DATA FOR THIS TASK —
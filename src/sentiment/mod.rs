//! Sentiment detection: labels, scores, and the service seam.

pub mod classifier;

pub use classifier::{ClassifierConfig, SentimentClassifier, split_into_chunks};

use std::fmt;

use async_trait::async_trait;
use serde::{Deserialize, Serialize};

use crate::error::ServiceError;

/// Overall sentiment of a text.
#[derive(Debug, Clone, Copy, PartialEq, Eq, Hash, Serialize, Deserialize)]
#[serde(rename_all = "UPPERCASE")]
pub enum SentimentLabel {
    Positive,
    Negative,
    Neutral,
    Mixed,
}

impl SentimentLabel {
    /// Parse a service label, ignoring case.
    pub fn parse(label: &str) -> Option<Self> {
        match label.trim().to_ascii_uppercase().as_str() {
            "POSITIVE" => Some(Self::Positive),
            "NEGATIVE" => Some(Self::Negative),
            "NEUTRAL" => Some(Self::Neutral),
            "MIXED" => Some(Self::Mixed),
            _ => None,
        }
    }

    pub fn as_str(&self) -> &'static str {
        match self {
            Self::Positive => "POSITIVE",
            Self::Negative => "NEGATIVE",
            Self::Neutral => "NEUTRAL",
            Self::Mixed => "MIXED",
        }
    }

    pub fn is_negative(&self) -> bool {
        matches!(self, Self::Negative)
    }
}

impl fmt::Display for SentimentLabel {
    fn fmt(&self, f: &mut fmt::Formatter<'_>) -> fmt::Result {
        f.write_str(self.as_str())
    }
}

/// Confidence per sentiment category, each in `0.0..=1.0`.
#[derive(Debug, Clone, Copy, Default, PartialEq, Serialize, Deserialize)]
pub struct SentimentScores {
    pub positive: f32,
    pub negative: f32,
    pub neutral: f32,
    pub mixed: f32,
}

impl SentimentScores {
    /// Scores in tie-break order: positive, negative, neutral, mixed.
    fn ordered(&self) -> [(SentimentLabel, f32); 4] {
        [
            (SentimentLabel::Positive, self.positive),
            (SentimentLabel::Negative, self.negative),
            (SentimentLabel::Neutral, self.neutral),
            (SentimentLabel::Mixed, self.mixed),
        ]
    }

    /// The category with the highest score.
    ///
    /// Ties go to the category that comes first in the order positive,
    /// negative, neutral, mixed.
    pub fn dominant_label(&self) -> SentimentLabel {
        let mut best = (SentimentLabel::Positive, self.positive);
        for (label, score) in self.ordered().into_iter().skip(1) {
            if score > best.1 {
                best = (label, score);
            }
        }
        best.0
    }

    /// Component-wise arithmetic mean. `None` for an empty slice.
    pub fn average(scores: &[SentimentScores]) -> Option<SentimentScores> {
        if scores.is_empty() {
            return None;
        }
        let n = scores.len() as f32;
        let sum = scores.iter().fold(SentimentScores::default(), |acc, s| SentimentScores {
            positive: acc.positive + s.positive,
            negative: acc.negative + s.negative,
            neutral: acc.neutral + s.neutral,
            mixed: acc.mixed + s.mixed,
        });
        Some(SentimentScores {
            positive: sum.positive / n,
            negative: sum.negative / n,
            neutral: sum.neutral / n,
            mixed: sum.mixed / n,
        })
    }
}

/// One detection as returned by the sentiment service.
#[derive(Debug, Clone, PartialEq)]
pub struct SentimentDetection {
    pub label: SentimentLabel,
    pub scores: SentimentScores,
}

/// Final classification of a comment.
#[derive(Debug, Clone, PartialEq, Serialize)]
pub struct SentimentResult {
    pub label: SentimentLabel,
    pub scores: SentimentScores,
    /// Number of chunks that contributed to the scores.
    pub chunks: usize,
}

/// A managed sentiment-analysis service.
#[async_trait]
pub trait SentimentService: Send + Sync {
    /// Detect the sentiment of a single document.
    async fn detect_sentiment(
        &self,
        text: &str,
        language_code: &str,
    ) -> Result<SentimentDetection, ServiceError>;

    /// Detect sentiment for several documents in one request.
    ///
    /// Returns one result per input, in input order.
    async fn batch_detect_sentiment(
        &self,
        texts: &[String],
        language_code: &str,
    ) -> Result<Vec<Result<SentimentDetection, ServiceError>>, ServiceError>;
}
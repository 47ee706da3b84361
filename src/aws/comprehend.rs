//! Amazon Comprehend sentiment client.

use async_trait::async_trait;
use serde::de::DeserializeOwned;
use serde::{Deserialize, Serialize};
use tracing::warn;

use super::client::{AwsClient, AwsResponse, service_error};
use crate::error::ServiceError;
use crate::sentiment::{SentimentDetection, SentimentLabel, SentimentScores, SentimentService};

const SERVICE: &str = "comprehend";
const TARGET_PREFIX: &str = "Comprehend_20171127";
const CONTENT_TYPE: &str = "application/x-amz-json-1.1";

#[derive(Serialize)]
#[serde(rename_all = "PascalCase")]
struct DetectSentimentRequest<'a> {
    text: &'a str,
    language_code: &'a str,
}

#[derive(Serialize)]
#[serde(rename_all = "PascalCase")]
struct BatchDetectSentimentRequest<'a> {
    text_list: &'a [String],
    language_code: &'a str,
}

#[derive(Debug, Deserialize)]
#[serde(rename_all = "PascalCase")]
struct WireScores {
    #[serde(default)]
    positive: f32,
    #[serde(default)]
    negative: f32,
    #[serde(default)]
    neutral: f32,
    #[serde(default)]
    mixed: f32,
}

#[derive(Debug, Deserialize)]
#[serde(rename_all = "PascalCase")]
struct DetectSentimentResponse {
    sentiment: String,
    sentiment_score: WireScores,
}

#[derive(Debug, Deserialize)]
#[serde(rename_all = "PascalCase")]
struct BatchItemResult {
    index: usize,
    sentiment: String,
    sentiment_score: WireScores,
}

#[derive(Debug, Deserialize)]
#[serde(rename_all = "PascalCase")]
struct BatchItemError {
    index: usize,
    #[serde(default)]
    error_code: String,
    #[serde(default)]
    error_message: String,
}

#[derive(Debug, Deserialize)]
#[serde(rename_all = "PascalCase")]
struct BatchDetectSentimentResponse {
    #[serde(default)]
    result_list: Vec<BatchItemResult>,
    #[serde(default)]
    error_list: Vec<BatchItemError>,
}

#[derive(Debug, Default, Deserialize)]
struct ErrorBody {
    #[serde(rename = "__type", default)]
    error_type: Option<String>,
    #[serde(alias = "Message", default)]
    message: Option<String>,
}

fn invalid(reason: impl Into<String>) -> ServiceError {
    ServiceError::InvalidResponse {
        service: SERVICE.to_string(),
        reason: reason.into(),
    }
}

fn to_detection(sentiment: &str, scores: WireScores) -> Result<SentimentDetection, ServiceError> {
    let label = SentimentLabel::parse(sentiment)
        .ok_or_else(|| invalid(format!("unknown sentiment label {sentiment:?}")))?;
    Ok(SentimentDetection {
        label,
        scores: SentimentScores {
            positive: scores.positive,
            negative: scores.negative,
            neutral: scores.neutral,
            mixed: scores.mixed,
        },
    })
}

/// Map a Comprehend error response, preferring the `x-amzn-ErrorType` header
/// over the `__type` field of the body.
fn error_from_response(response: AwsResponse) -> ServiceError {
    let parsed: ErrorBody = serde_json::from_str(&response.body).unwrap_or_default();
    let code = response.error_type.or_else(|| {
        parsed
            .error_type
            .map(|t| t.rsplit('#').next().unwrap_or_default().to_string())
    });
    let message = parsed.message.unwrap_or(response.body);
    service_error(SERVICE, response.status, code.as_deref(), message)
}

/// [`SentimentService`] backed by Amazon Comprehend.
pub struct ComprehendClient {
    aws: AwsClient,
    endpoint: String,
}

impl ComprehendClient {
    pub fn new(aws: AwsClient, endpoint: impl Into<String>) -> Self {
        Self {
            aws,
            endpoint: endpoint.into(),
        }
    }

    async fn call<Req, Resp>(&self, operation: &str, request: &Req) -> Result<Resp, ServiceError>
    where
        Req: Serialize + Sync,
        Resp: DeserializeOwned,
    {
        let body = serde_json::to_vec(request).map_err(|e| ServiceError::RequestFailed {
            service: SERVICE.to_string(),
            reason: format!("Failed to encode request: {e}"),
        })?;
        let target = format!("{TARGET_PREFIX}.{operation}");
        let response = self
            .aws
            .post(
                SERVICE,
                &self.endpoint,
                &[("content-type", CONTENT_TYPE), ("x-amz-target", target.as_str())],
                body,
            )
            .await?;

        if !response.is_success() {
            return Err(error_from_response(response));
        }
        serde_json::from_str(&response.body)
            .map_err(|e| invalid(format!("{operation}: {e}")))
    }
}

#[async_trait]
impl SentimentService for ComprehendClient {
    async fn detect_sentiment(
        &self,
        text: &str,
        language_code: &str,
    ) -> Result<SentimentDetection, ServiceError> {
        let response: DetectSentimentResponse = self
            .call(
                "DetectSentiment",
                &DetectSentimentRequest {
                    text,
                    language_code,
                },
            )
            .await?;
        to_detection(&response.sentiment, response.sentiment_score)
    }

    async fn batch_detect_sentiment(
        &self,
        texts: &[String],
        language_code: &str,
    ) -> Result<Vec<Result<SentimentDetection, ServiceError>>, ServiceError> {
        let response: BatchDetectSentimentResponse = self
            .call(
                "BatchDetectSentiment",
                &BatchDetectSentimentRequest {
                    text_list: texts,
                    language_code,
                },
            )
            .await?;

        let mut slots: Vec<Option<Result<SentimentDetection, ServiceError>>> =
            (0..texts.len()).map(|_| None).collect();
        for item in response.result_list {
            if let Some(slot) = slots.get_mut(item.index) {
                *slot = Some(to_detection(&item.sentiment, item.sentiment_score));
            }
        }
        for item in response.error_list {
            warn!(index = item.index, code = %item.error_code, "Batch item failed");
            if let Some(slot) = slots.get_mut(item.index) {
                *slot = Some(Err(service_error(
                    SERVICE,
                    reqwest::StatusCode::OK,
                    Some(&item.error_code),
                    item.error_message,
                )));
            }
        }

        Ok(slots
            .into_iter()
            .enumerate()
            .map(|(i, slot)| slot.unwrap_or_else(|| Err(invalid(format!("no result for item {i}")))))
            .collect())
    }
}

TASK DIRECTIONS —
Whenever a line in the records contains the word "ComprehendClient", copy that line.

RESULT OF THE EXERCISE —
pub struct ComprehendClient {
impl ComprehendClient {
impl SentimentService for ComprehendClient {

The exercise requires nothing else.